Segment Open

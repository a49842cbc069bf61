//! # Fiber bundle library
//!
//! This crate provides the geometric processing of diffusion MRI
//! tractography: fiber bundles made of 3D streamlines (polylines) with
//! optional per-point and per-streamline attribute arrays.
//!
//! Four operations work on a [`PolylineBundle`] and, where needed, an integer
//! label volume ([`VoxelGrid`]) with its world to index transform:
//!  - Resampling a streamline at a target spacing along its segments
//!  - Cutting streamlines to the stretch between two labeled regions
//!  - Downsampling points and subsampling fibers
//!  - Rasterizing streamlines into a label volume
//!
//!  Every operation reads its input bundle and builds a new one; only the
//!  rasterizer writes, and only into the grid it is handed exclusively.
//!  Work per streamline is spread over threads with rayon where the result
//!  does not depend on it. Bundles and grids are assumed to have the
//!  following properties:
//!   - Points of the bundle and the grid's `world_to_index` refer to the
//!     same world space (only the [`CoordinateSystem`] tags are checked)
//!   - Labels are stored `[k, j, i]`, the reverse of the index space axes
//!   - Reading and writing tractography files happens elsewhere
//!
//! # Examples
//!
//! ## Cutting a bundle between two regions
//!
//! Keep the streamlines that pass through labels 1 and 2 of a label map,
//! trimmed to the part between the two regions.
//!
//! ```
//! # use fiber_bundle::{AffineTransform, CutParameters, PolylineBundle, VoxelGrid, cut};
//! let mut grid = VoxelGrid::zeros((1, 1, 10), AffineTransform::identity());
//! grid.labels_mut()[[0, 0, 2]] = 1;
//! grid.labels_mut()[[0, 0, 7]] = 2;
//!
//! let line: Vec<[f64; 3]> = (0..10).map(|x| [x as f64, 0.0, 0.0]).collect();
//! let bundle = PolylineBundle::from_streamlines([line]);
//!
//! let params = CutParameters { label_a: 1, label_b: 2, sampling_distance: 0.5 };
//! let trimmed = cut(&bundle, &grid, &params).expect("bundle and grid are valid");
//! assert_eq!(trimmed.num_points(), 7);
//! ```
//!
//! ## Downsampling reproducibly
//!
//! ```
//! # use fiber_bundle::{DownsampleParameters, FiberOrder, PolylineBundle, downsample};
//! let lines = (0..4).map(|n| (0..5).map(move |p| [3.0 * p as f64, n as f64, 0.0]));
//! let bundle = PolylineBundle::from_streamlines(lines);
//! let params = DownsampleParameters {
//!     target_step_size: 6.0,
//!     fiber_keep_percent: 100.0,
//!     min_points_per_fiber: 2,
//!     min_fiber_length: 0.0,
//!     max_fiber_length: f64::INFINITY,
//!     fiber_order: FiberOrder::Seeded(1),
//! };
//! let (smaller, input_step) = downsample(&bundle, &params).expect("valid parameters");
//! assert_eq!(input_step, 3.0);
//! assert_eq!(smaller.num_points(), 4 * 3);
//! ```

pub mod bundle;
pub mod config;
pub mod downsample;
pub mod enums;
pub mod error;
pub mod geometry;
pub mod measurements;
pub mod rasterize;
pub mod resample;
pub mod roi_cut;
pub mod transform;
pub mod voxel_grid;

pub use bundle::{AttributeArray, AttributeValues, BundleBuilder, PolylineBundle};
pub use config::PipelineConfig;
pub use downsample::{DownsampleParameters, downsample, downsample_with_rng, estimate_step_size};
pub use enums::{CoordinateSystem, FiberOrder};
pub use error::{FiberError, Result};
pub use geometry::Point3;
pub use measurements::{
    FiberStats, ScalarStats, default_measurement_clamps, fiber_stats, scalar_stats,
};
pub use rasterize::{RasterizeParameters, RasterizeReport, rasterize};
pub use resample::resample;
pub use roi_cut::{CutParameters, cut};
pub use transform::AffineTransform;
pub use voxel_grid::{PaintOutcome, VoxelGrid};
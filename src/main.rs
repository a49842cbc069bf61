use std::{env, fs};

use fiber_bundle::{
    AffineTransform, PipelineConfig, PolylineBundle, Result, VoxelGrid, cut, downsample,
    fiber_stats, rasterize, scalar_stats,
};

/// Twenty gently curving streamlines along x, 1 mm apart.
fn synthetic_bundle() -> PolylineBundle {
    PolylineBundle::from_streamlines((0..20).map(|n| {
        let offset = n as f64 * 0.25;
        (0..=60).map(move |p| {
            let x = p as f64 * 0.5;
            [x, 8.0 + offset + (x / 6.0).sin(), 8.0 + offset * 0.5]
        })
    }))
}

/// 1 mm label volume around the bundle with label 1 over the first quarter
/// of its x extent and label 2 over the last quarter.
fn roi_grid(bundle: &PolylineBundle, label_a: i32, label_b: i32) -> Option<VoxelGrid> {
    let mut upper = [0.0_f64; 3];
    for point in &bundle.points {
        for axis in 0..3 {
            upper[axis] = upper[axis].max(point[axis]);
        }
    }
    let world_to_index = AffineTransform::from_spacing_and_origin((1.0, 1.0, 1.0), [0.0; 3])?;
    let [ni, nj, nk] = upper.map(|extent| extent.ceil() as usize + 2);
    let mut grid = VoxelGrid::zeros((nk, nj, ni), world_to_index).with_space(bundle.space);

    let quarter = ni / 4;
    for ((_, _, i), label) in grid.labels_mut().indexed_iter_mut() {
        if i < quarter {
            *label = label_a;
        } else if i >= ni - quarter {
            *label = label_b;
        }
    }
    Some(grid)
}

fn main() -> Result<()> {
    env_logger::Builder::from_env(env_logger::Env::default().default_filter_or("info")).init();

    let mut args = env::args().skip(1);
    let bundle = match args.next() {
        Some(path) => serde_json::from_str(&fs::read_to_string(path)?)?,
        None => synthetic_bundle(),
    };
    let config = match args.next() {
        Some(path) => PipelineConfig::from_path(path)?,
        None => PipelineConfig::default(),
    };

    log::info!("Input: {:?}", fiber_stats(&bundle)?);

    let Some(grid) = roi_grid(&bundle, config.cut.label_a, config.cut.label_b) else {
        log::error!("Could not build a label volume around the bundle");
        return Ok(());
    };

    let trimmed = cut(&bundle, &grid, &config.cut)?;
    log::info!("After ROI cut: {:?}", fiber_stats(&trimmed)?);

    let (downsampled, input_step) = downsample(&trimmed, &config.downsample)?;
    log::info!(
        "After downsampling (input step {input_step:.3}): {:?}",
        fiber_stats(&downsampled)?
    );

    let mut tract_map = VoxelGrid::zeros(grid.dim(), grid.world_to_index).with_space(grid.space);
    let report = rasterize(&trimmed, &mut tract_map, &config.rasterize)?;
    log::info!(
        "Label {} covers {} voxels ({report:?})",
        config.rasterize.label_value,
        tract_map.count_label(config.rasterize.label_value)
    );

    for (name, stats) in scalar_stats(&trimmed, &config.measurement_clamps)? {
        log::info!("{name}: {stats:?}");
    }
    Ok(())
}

Segment Closed

Exercise instructions
Among the entries, find each line that includes the string "info" and copy it.

Written answer
    env_logger::Builder::from_env(env_logger::Env::default().default_filter_or("info")).init();
    log::info!("Input: {:?}", fiber_stats(&bundle)?);
    log::info!("After ROI cut: {:?}", fiber_stats(&trimmed)?);
    log::info!(
    log::info!(
        log::info!("{name}: {stats:?}");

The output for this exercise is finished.